* [Required action] For the entries that follow, count the lines containing the string "crate" and write only the number.
=== Begin Enclosure ===
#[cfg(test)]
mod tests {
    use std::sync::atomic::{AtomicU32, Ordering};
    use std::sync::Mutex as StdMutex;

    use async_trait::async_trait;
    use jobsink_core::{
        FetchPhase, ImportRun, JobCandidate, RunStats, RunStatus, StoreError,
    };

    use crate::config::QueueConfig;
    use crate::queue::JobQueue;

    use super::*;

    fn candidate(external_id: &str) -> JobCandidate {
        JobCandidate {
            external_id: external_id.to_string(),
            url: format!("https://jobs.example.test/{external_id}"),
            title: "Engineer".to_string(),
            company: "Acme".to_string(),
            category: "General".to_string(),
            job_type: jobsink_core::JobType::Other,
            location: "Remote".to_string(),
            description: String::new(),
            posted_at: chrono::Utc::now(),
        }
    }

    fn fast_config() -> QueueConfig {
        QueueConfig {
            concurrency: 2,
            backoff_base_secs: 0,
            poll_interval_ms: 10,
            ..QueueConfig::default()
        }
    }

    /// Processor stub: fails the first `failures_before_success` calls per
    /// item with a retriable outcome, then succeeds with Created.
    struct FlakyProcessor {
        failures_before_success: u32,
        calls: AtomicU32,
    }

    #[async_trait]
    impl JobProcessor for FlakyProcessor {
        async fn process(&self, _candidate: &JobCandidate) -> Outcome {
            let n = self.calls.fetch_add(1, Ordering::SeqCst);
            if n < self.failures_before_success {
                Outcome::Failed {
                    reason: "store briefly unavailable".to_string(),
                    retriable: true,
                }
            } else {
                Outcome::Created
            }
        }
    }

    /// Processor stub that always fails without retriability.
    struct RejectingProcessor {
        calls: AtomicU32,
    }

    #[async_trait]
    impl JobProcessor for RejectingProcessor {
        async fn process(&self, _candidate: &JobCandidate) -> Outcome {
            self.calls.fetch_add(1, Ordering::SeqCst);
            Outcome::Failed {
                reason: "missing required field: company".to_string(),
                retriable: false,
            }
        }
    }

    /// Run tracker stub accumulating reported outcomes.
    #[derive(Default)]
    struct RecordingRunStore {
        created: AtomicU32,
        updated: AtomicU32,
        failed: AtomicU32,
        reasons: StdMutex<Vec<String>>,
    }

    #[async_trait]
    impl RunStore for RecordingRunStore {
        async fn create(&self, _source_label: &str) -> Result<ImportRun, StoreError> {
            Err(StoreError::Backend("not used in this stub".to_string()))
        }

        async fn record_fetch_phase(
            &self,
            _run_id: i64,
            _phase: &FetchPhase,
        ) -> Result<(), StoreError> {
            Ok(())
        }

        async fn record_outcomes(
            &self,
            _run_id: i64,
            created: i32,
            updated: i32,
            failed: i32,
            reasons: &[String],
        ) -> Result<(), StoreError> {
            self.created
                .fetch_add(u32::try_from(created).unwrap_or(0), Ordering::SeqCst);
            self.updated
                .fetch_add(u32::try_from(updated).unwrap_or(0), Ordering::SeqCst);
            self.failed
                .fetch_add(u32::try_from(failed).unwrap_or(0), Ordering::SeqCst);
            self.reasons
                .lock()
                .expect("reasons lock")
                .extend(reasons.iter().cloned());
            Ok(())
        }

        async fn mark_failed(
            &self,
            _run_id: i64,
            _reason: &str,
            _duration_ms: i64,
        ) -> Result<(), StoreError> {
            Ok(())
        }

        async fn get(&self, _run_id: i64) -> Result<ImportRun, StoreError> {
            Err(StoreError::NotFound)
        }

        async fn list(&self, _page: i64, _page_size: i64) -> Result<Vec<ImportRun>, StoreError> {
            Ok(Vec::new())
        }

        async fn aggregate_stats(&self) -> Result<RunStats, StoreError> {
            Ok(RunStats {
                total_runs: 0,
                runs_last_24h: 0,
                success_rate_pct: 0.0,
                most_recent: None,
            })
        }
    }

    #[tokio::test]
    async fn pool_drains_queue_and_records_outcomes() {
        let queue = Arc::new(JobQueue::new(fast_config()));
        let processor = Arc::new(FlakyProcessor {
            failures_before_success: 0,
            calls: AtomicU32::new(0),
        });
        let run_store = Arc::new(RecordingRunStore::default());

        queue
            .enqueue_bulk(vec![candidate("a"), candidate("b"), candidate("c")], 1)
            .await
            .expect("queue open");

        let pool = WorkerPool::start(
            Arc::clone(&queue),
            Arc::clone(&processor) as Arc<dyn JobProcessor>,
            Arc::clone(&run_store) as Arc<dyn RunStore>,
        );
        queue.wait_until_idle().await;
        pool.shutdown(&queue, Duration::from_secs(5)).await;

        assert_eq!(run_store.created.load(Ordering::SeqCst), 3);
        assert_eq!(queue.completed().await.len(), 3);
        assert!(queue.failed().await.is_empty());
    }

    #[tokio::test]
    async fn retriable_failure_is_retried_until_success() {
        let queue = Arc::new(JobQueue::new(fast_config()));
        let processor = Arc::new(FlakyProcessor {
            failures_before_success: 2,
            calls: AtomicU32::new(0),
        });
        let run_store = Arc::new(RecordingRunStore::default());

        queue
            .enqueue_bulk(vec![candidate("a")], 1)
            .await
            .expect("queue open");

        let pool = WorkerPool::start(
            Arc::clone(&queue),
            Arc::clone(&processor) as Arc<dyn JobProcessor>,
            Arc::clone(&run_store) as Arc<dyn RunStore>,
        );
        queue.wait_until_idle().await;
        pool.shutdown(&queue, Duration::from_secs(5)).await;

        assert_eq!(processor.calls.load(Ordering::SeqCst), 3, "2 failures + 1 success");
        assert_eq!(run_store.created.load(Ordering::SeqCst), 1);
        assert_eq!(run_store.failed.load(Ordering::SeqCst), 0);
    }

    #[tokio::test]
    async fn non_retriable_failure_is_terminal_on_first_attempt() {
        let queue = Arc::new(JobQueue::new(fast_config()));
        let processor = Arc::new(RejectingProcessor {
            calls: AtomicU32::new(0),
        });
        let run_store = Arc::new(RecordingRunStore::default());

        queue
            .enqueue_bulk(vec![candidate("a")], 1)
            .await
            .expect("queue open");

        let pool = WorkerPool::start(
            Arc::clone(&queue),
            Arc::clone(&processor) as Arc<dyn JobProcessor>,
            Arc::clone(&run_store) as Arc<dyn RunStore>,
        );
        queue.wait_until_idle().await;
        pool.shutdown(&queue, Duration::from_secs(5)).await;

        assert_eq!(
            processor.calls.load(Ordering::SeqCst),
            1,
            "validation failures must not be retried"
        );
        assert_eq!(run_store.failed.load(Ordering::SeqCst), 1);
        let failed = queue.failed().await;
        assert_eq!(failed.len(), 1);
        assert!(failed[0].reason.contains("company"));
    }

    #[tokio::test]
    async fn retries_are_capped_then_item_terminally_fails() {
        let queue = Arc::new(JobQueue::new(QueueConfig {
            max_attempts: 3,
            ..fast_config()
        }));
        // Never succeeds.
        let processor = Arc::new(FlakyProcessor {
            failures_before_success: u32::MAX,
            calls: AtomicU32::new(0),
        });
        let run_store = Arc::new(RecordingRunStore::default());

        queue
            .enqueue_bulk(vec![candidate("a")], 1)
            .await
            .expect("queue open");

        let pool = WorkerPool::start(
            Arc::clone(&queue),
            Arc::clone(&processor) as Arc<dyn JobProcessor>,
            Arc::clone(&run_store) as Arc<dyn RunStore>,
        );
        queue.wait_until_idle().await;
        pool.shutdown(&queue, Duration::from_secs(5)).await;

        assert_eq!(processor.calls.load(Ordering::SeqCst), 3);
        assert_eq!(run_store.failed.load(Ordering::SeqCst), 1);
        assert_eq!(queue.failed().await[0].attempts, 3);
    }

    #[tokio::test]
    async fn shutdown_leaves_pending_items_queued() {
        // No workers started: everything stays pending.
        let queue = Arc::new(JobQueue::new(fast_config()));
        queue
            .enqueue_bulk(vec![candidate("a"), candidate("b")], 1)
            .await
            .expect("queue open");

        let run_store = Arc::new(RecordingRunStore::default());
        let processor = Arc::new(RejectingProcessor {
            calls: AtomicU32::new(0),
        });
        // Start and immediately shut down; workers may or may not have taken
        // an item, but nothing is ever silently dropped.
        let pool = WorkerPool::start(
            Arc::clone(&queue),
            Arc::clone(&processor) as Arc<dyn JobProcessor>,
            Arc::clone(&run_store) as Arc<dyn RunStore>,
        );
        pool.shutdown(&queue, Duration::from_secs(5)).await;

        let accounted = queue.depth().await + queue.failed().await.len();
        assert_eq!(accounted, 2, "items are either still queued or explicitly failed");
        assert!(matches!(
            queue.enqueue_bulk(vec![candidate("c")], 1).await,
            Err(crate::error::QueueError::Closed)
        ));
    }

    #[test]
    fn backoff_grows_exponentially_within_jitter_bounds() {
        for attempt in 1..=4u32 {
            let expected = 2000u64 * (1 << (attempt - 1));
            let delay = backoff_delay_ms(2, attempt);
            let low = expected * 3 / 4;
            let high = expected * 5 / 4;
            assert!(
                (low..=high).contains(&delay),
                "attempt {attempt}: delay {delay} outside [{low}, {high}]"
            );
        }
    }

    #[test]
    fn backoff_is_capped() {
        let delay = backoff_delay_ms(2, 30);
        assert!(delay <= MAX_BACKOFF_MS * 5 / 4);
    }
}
=== End Enclosure ===
* [Answer section] 3